#### GIVEN ENTRIES
//! Implementation of #[derive(Inspect)]

use proc_macro::TokenStream;
use proc_macro2::TokenStream as TokenStream2;
use quote::quote;
use syn::ext::IdentExt;
use syn::{
    parse_macro_input, parse_quote, Attribute, Data, DataEnum, DataStruct, DeriveInput, Expr,
    ExprLit, Fields, GenericParam, Generics, Index, Lit, LitStr, Meta,
};

pub fn derive_inspect_impl(input: TokenStream) -> TokenStream {
    let input = parse_macro_input!(input as DeriveInput);
    expand(input)
        .unwrap_or_else(syn::Error::into_compile_error)
        .into()
}

fn expand(mut input: DeriveInput) -> syn::Result<TokenStream2> {
    if let Some(attr) = find_checks(&input.attrs) {
        return Err(syn::Error::new_spanned(
            attr,
            "#[checks] belongs on struct fields, not on the type",
        ));
    }

    add_inspect_bounds(&mut input.generics);

    match &input.data {
        Data::Struct(data) => expand_struct(&input, data),
        Data::Enum(data) => expand_enum(&input, data),
        Data::Union(_) => Err(syn::Error::new_spanned(
            &input.ident,
            "Inspect cannot be derived for unions",
        )),
    }
}

/// Every type parameter must itself be inspectable.
fn add_inspect_bounds(generics: &mut Generics) {
    for param in &mut generics.params {
        if let GenericParam::Type(ty) = param {
            ty.bounds.push(parse_quote!(::structcheck::Inspect));
        }
    }
}

fn expand_struct(input: &DeriveInput, data: &DataStruct) -> syn::Result<TokenStream2> {
    let name = &input.ident;
    let name_str = name.unraw().to_string();
    let (impl_generics, ty_generics, where_clause) = input.generics.split_for_impl();

    let members = data
        .fields
        .iter()
        .enumerate()
        .map(|(i, field)| {
            let checks = match field_checks(&field.attrs)? {
                Some(list) => quote! { ::std::option::Option::Some(#list) },
                None => quote! { ::std::option::Option::None },
            };
            let (label, access) = match &field.ident {
                Some(ident) => (ident.unraw().to_string(), quote! { #ident }),
                None => {
                    let index = Index::from(i);
                    (i.to_string(), quote! { #index })
                }
            };
            Ok(quote! {
                ::structcheck::Member::new(#label, #checks, &self.#access)
            })
        })
        .collect::<syn::Result<Vec<_>>>()?;

    Ok(quote! {
        #[automatically_derived]
        impl #impl_generics ::structcheck::Inspect for #name #ty_generics #where_clause {
            fn kind(&self) -> ::structcheck::Kind<'_> {
                ::structcheck::Kind::Composite(self)
            }
        }

        #[automatically_derived]
        impl #impl_generics ::structcheck::Composite for #name #ty_generics #where_clause {
            fn name(&self) -> &'static str {
                #name_str
            }

            fn members(&self) -> ::std::vec::Vec<::structcheck::Member<'_>> {
                ::std::vec![#(#members),*]
            }
        }
    })
}

fn expand_enum(input: &DeriveInput, data: &DataEnum) -> syn::Result<TokenStream2> {
    let name = &input.ident;
    let (impl_generics, ty_generics, where_clause) = input.generics.split_for_impl();

    let arms = data
        .variants
        .iter()
        .map(|variant| {
            if let Some(attr) = find_checks(&variant.attrs) {
                return Err(syn::Error::new_spanned(
                    attr,
                    "#[checks] is only supported on struct fields",
                ));
            }
            let ident = &variant.ident;
            let label = ident.unraw().to_string();
            match &variant.fields {
                Fields::Unit => Ok(quote! {
                    Self::#ident => ::structcheck::Kind::Variant {
                        name: #label,
                        value: ::std::option::Option::None,
                    }
                }),
                Fields::Unnamed(fields) if fields.unnamed.len() == 1 => {
                    if let Some(attr) = fields.unnamed.iter().find_map(|f| find_checks(&f.attrs)) {
                        return Err(syn::Error::new_spanned(
                            attr,
                            "#[checks] is only supported on struct fields",
                        ));
                    }
                    Ok(quote! {
                        Self::#ident(payload) => ::structcheck::Kind::Variant {
                            name: #label,
                            value: ::std::option::Option::Some(
                                payload as &dyn ::structcheck::Inspect,
                            ),
                        }
                    })
                }
                _ => Err(syn::Error::new_spanned(
                    variant,
                    "Inspect can only be derived for enums whose variants are unit or single-field tuple variants",
                )),
            }
        })
        .collect::<syn::Result<Vec<_>>>()?;

    let body = if arms.is_empty() {
        quote! { match *self {} }
    } else {
        quote! { match self { #(#arms,)* } }
    };

    Ok(quote! {
        #[automatically_derived]
        impl #impl_generics ::structcheck::Inspect for #name #ty_generics #where_clause {
            fn kind(&self) -> ::structcheck::Kind<'_> {
                #body
            }
        }
    })
}

fn find_checks(attrs: &[Attribute]) -> Option<&Attribute> {
    attrs.iter().find(|attr| attr.path().is_ident("checks"))
}

/// Collect every `#[checks]` attribute on a field into one comma-separated list.
fn field_checks(attrs: &[Attribute]) -> syn::Result<Option<LitStr>> {
    let mut lists = Vec::new();
    let mut span = None;

    for attr in attrs.iter().filter(|attr| attr.path().is_ident("checks")) {
        let list: LitStr = match &attr.meta {
            Meta::List(_) => attr.parse_args()?,
            Meta::NameValue(pair) => match &pair.value {
                Expr::Lit(ExprLit {
                    lit: Lit::Str(list),
                    ..
                }) => list.clone(),
                other => {
                    return Err(syn::Error::new_spanned(
                        other,
                        "expected a string literal: #[checks = \"NotNil\"]",
                    ))
                }
            },
            Meta::Path(path) => {
                return Err(syn::Error::new_spanned(
                    path,
                    "expected a constraint list: #[checks(\"NotNil\")]",
                ))
            }
        };
        span.get_or_insert(list.span());
        lists.push(list.value());
    }

    Ok(span.map(|span| LitStr::new(&lists.join(","), span)))
}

#### TASK REQUIREMENTS
Tally the lines of the material above that include the string "return", then give only the tally.

#### RESULT OF THE EXERCISE
5